Stored records
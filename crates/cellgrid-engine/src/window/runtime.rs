use anyhow::{Context, Result};
use ouroboros::self_referencing;
use std::collections::HashMap;

use winit::application::ApplicationHandler;
use winit::dpi::LogicalSize;
use winit::event::WindowEvent;
use winit::event_loop::{ActiveEventLoop, ControlFlow, EventLoop};
use winit::window::{Window, WindowId};

use crate::core::{App as CoreApp, AppControl, FrameCtx, WindowCtx};
use crate::device::{Gpu, GpuInit};

/// Window/runtime configuration.
#[derive(Debug, Clone)]
pub struct RuntimeConfig {
    pub title: String,
    pub initial_size: LogicalSize<f64>,
}

impl Default for RuntimeConfig {
    fn default() -> Self {
        Self {
            title: "cellgrid".to_string(),
            initial_size: LogicalSize::new(512.0, 512.0),
        }
    }
}

/// Runtime context passed to the application.
///
/// Commands are buffered and applied after the current callback returns.
#[derive(Default)]
pub struct RuntimeCtx {
    commands: Vec<Command>,
}

impl RuntimeCtx {
    pub fn create_window(&mut self, config: RuntimeConfig) {
        self.commands.push(Command::CreateWindow(config));
    }

    pub fn close_window(&mut self, id: WindowId) {
        self.commands.push(Command::CloseWindow(id));
    }

    pub fn exit(&mut self) {
        self.commands.push(Command::Exit);
    }
}

enum Command {
    CreateWindow(RuntimeConfig),
    CloseWindow(WindowId),
    Exit,
}

/// Entry point for the runtime.
pub struct Runtime;

impl Runtime {
    pub fn run<A>(initial: RuntimeConfig, gpu_init: GpuInit, app: A) -> Result<()>
    where
        A: 'static + CoreApp,
    {
        let event_loop = EventLoop::new().context("failed to create winit EventLoop")?;
        let mut state = AppState::new(initial, gpu_init, app);

        event_loop
            .run_app(&mut state)
            .context("winit event loop terminated with error")?;

        Ok(())
    }
}

#[self_referencing]
struct WindowEntry {
    window: Window,

    #[borrows(window)]
    #[covariant]
    gpu: Gpu<'this>,
}

struct AppState<A>
where
    A: CoreApp + 'static,
{
    initial: RuntimeConfig,
    gpu_init: GpuInit,
    app: A,

    windows: HashMap<WindowId, WindowEntry>,
    exit_requested: bool,
}

impl<A> AppState<A>
where
    A: CoreApp + 'static,
{
    fn new(initial: RuntimeConfig, gpu_init: GpuInit, app: A) -> Self {
        Self {
            initial,
            gpu_init,
            app,
            windows: HashMap::new(),
            exit_requested: false,
        }
    }

    fn request_exit(&mut self) {
        self.exit_requested = true;
    }

    fn create_window_entry(
        &mut self,
        event_loop: &ActiveEventLoop,
        config: RuntimeConfig,
    ) -> Result<WindowId> {
        let attrs = Window::default_attributes()
            .with_title(config.title)
            .with_inner_size(config.initial_size);

        let window = event_loop
            .create_window(attrs)
            .context("failed to create window")?;

        let id = window.id();
        let gpu_init = self.gpu_init.clone();

        // GPU acquisition is async under wgpu; block on it here, at window
        // creation, so every stored entry carries a ready device.
        let entry = WindowEntryTryBuilder {
            window,
            gpu_builder: |w| pollster::block_on(Gpu::new(w, gpu_init)),
        }
        .try_build()
        .context("GPU initialization failed for window")?;

        self.windows.insert(id, entry);
        Ok(id)
    }

    fn destroy_window_entry(&mut self, id: WindowId) {
        self.windows.remove(&id);
    }

    fn apply_commands(&mut self, event_loop: &ActiveEventLoop, mut ctx: RuntimeCtx) {
        for cmd in ctx.commands.drain(..) {
            match cmd {
                Command::CreateWindow(cfg) => {
                    if let Err(e) = self.create_window_entry(event_loop, cfg) {
                        log::error!("failed to create window: {e:#}");
                        self.request_exit();
                    }
                }
                Command::CloseWindow(id) => self.destroy_window_entry(id),
                Command::Exit => self.request_exit(),
            }
        }

        if self.windows.is_empty() {
            self.request_exit();
        }

        if self.exit_requested {
            event_loop.exit();
        }
    }
}

impl<A> ApplicationHandler for AppState<A>
where
    A: CoreApp + 'static,
{
    fn resumed(&mut self, event_loop: &ActiveEventLoop) {
        if !self.windows.is_empty() {
            return;
        }

        if let Err(e) = self.create_window_entry(event_loop, self.initial.clone()) {
            log::error!("failed to create initial window: {e:#}");
            self.request_exit();
            event_loop.exit();
            return;
        }

        // One initial paint; after this, redraws come only from the platform
        // (expose/resize/damage). There is no continuous frame loop.
        for entry in self.windows.values() {
            entry.with_window(|w| w.request_redraw());
        }
    }

    fn about_to_wait(&mut self, event_loop: &ActiveEventLoop) {
        if self.exit_requested {
            event_loop.exit();
            return;
        }

        event_loop.set_control_flow(ControlFlow::Wait);
    }

    fn window_event(
        &mut self,
        event_loop: &ActiveEventLoop,
        window_id: WindowId,
        event: WindowEvent,
    ) {
        if self.exit_requested {
            event_loop.exit();
            return;
        }

        if !self.windows.contains_key(&window_id) {
            return;
        }

        if self.app.on_window_event(window_id, &event) == AppControl::Exit {
            self.request_exit();
            event_loop.exit();
            return;
        }

        // Runtime-managed window lifecycle / resize / redraw handling.
        match &event {
            WindowEvent::CloseRequested => {
                self.destroy_window_entry(window_id);
                if self.windows.is_empty() {
                    self.request_exit();
                    event_loop.exit();
                }
            }

            WindowEvent::Resized(new_size) => {
                if let Some(entry) = self.windows.get_mut(&window_id) {
                    entry.with_gpu_mut(|gpu| gpu.resize(*new_size));
                    entry.with_window(|w| w.request_redraw());
                }
            }

            WindowEvent::ScaleFactorChanged { .. } => {
                if let Some(entry) = self.windows.get_mut(&window_id) {
                    let new_size = entry.with_window(|w| w.inner_size());
                    entry.with_gpu_mut(|gpu| gpu.resize(new_size));
                    entry.with_window(|w| w.request_redraw());
                }
            }

            WindowEvent::RedrawRequested => {
                let mut runtime_ctx = RuntimeCtx::default();
                let mut app_control = AppControl::Continue;

                // Split borrows so the closure captures only `app`.
                let (app, windows) = (&mut self.app, &mut self.windows);

                if let Some(entry) = windows.get_mut(&window_id) {
                    entry.with_mut(|fields| {
                        let mut ctx = FrameCtx {
                            window: WindowCtx {
                                id: window_id,
                                window: fields.window,
                            },
                            gpu: fields.gpu,
                            runtime: &mut runtime_ctx,
                        };

                        app_control = app.on_frame(&mut ctx);
                    });
                }

                if app_control == AppControl::Exit {
                    runtime_ctx.exit();
                }

                self.apply_commands(event_loop, runtime_ctx);
            }

            _ => {}
        }

        if self.exit_requested {
            event_loop.exit();
        }
    }
}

▶ What the task requires
The full data, repeated exactly, is the only acceptable output.

▶ Finished task
filename crates/cellgrid-engine/src/window/runtime.rs
use anyhow::{Context, Result};
use ouroboros::self_referencing;
use std::collections::HashMap;

use winit::application::ApplicationHandler;
use winit::dpi::LogicalSize;
use winit::event::WindowEvent;
use winit::event_loop::{ActiveEventLoop, ControlFlow, EventLoop};
use winit::window::{Window, WindowId};

use crate::core::{App as CoreApp, AppControl, FrameCtx, WindowCtx};
use crate::device::{Gpu, GpuInit};

/// Window/runtime configuration.
#[derive(Debug, Clone)]
pub struct RuntimeConfig {
    pub title: String,
    pub initial_size: LogicalSize<f64>,
}

impl Default for RuntimeConfig {
    fn default() -> Self {
        Self {
            title: "cellgrid".to_string(),
            initial_size: LogicalSize::new(512.0, 512.0),
        }
    }
}

/// Runtime context passed to the application.
///
/// Commands are buffered and applied after the current callback returns.
#[derive(Default)]
pub struct RuntimeCtx {
    commands: Vec<Command>,
}

impl RuntimeCtx {
    pub fn create_window(&mut self, config: RuntimeConfig) {
        self.commands.push(Command::CreateWindow(config));
    }

    pub fn close_window(&mut self, id: WindowId) {
        self.commands.push(Command::CloseWindow(id));
    }

    pub fn exit(&mut self) {
        self.commands.push(Command::Exit);
    }
}

enum Command {
    CreateWindow(RuntimeConfig),
    CloseWindow(WindowId),
    Exit,
}

/// Entry point for the runtime.
pub struct Runtime;

impl Runtime {
    pub fn run<A>(initial: RuntimeConfig, gpu_init: GpuInit, app: A) -> Result<()>
    where
        A: 'static + CoreApp,
    {
        let event_loop = EventLoop::new().context("failed to create winit EventLoop")?;
        let mut state = AppState::new(initial, gpu_init, app);

        event_loop
            .run_app(&mut state)
            .context("winit event loop terminated with error")?;

        Ok(())
    }
}

#[self_referencing]
struct WindowEntry {
    window: Window,

    #[borrows(window)]
    #[covariant]
    gpu: Gpu<'this>,
}

struct AppState<A>
where
    A: CoreApp + 'static,
{
    initial: RuntimeConfig,
    gpu_init: GpuInit,
    app: A,

    windows: HashMap<WindowId, WindowEntry>,
    exit_requested: bool,
}

impl<A> AppState<A>
where
    A: CoreApp + 'static,
{
    fn new(initial: RuntimeConfig, gpu_init: GpuInit, app: A) -> Self {
        Self {
            initial,
            gpu_init,
            app,
            windows: HashMap::new(),
            exit_requested: false,
        }
    }

    fn request_exit(&mut self) {
        self.exit_requested = true;
    }

    fn create_window_entry(
        &mut self,
        event_loop: &ActiveEventLoop,
        config: RuntimeConfig,
    ) -> Result<WindowId> {
        let attrs = Window::default_attributes()
            .with_title(config.title)
            .with_inner_size(config.initial_size);

        let window = event_loop
            .create_window(attrs)
            .context("failed to create window")?;

        let id = window.id();
        let gpu_init = self.gpu_init.clone();

        // GPU acquisition is async under wgpu; block on it here, at window
        // creation, so every stored entry carries a ready device.
        let entry = WindowEntryTryBuilder {
            window,
            gpu_builder: |w| pollster::block_on(Gpu::new(w, gpu_init)),
        }
        .try_build()
        .context("GPU initialization failed for window")?;

        self.windows.insert(id, entry);
        Ok(id)
    }

    fn destroy_window_entry(&mut self, id: WindowId) {
        self.windows.remove(&id);
    }

    fn apply_commands(&mut self, event_loop: &ActiveEventLoop, mut ctx: RuntimeCtx) {
        for cmd in ctx.commands.drain(..) {
            match cmd {
                Command::CreateWindow(cfg) => {
                    if let Err(e) = self.create_window_entry(event_loop, cfg) {
                        log::error!("failed to create window: {e:#}");
                        self.request_exit();
                    }
                }
                Command::CloseWindow(id) => self.destroy_window_entry(id),
                Command::Exit => self.request_exit(),
            }
        }

        if self.windows.is_empty() {
            self.request_exit();
        }

        if self.exit_requested {
            event_loop.exit();
        }
    }
}

impl<A> ApplicationHandler for AppState<A>
where
    A: CoreApp + 'static,
{
    fn resumed(&mut self, event_loop: &ActiveEventLoop) {
        if !self.windows.is_empty() {
            return;
        }

        if let Err(e) = self.create_window_entry(event_loop, self.initial.clone()) {
            log::error!("failed to create initial window: {e:#}");
            self.request_exit();
            event_loop.exit();
            return;
        }

        // One initial paint; after this, redraws come only from the platform
        // (expose/resize/damage). There is no continuous frame loop.
        for entry in self.windows.values() {
            entry.with_window(|w| w.request_redraw());
        }
    }

    fn about_to_wait(&mut self, event_loop: &ActiveEventLoop) {
        if self.exit_requested {
            event_loop.exit();
            return;
        }

        event_loop.set_control_flow(ControlFlow::Wait);
    }

    fn window_event(
        &mut self,
        event_loop: &ActiveEventLoop,
        window_id: WindowId,
        event: WindowEvent,
    ) {
        if self.exit_requested {
            event_loop.exit();
            return;
        }

        if !self.windows.contains_key(&window_id) {
            return;
        }

        if self.app.on_window_event(window_id, &event) == AppControl::Exit {
            self.request_exit();
            event_loop.exit();
            return;
        }

        // Runtime-managed window lifecycle / resize / redraw handling.
        match &event {
            WindowEvent::CloseRequested => {
                self.destroy_window_entry(window_id);
                if self.windows.is_empty() {
                    self.request_exit();
                    event_loop.exit();
                }
            }

            WindowEvent::Resized(new_size) => {
                if let Some(entry) = self.windows.get_mut(&window_id) {
                    entry.with_gpu_mut(|gpu| gpu.resize(*new_size));
                    entry.with_window(|w| w.request_redraw());
                }
            }

            WindowEvent::ScaleFactorChanged { .. } => {
                if let Some(entry) = self.windows.get_mut(&window_id) {
                    let new_size = entry.with_window(|w| w.inner_size());
                    entry.with_gpu_mut(|gpu| gpu.resize(new_size));
                    entry.with_window(|w| w.request_redraw());
                }
            }

            WindowEvent::RedrawRequested => {
                let mut runtime_ctx = RuntimeCtx::default();
                let mut app_control = AppControl::Continue;

                // Split borrows so the closure captures only `app`.
                let (app, windows) = (&mut self.app, &mut self.windows);

                if let Some(entry) = windows.get_mut(&window_id) {
                    entry.with_mut(|fields| {
                        let mut ctx = FrameCtx {
                            window: WindowCtx {
                                id: window_id,
                                window: fields.window,
                            },
                            gpu: fields.gpu,
                            runtime: &mut runtime_ctx,
                        };

                        app_control = app.on_frame(&mut ctx);
                    });
                }

                if app_control == AppControl::Exit {
                    runtime_ctx.exit();
                }

                self.apply_commands(event_loop, runtime_ctx);
            }

            _ => {}
        }

        if self.exit_requested {
            event_loop.exit();
        }
    }
}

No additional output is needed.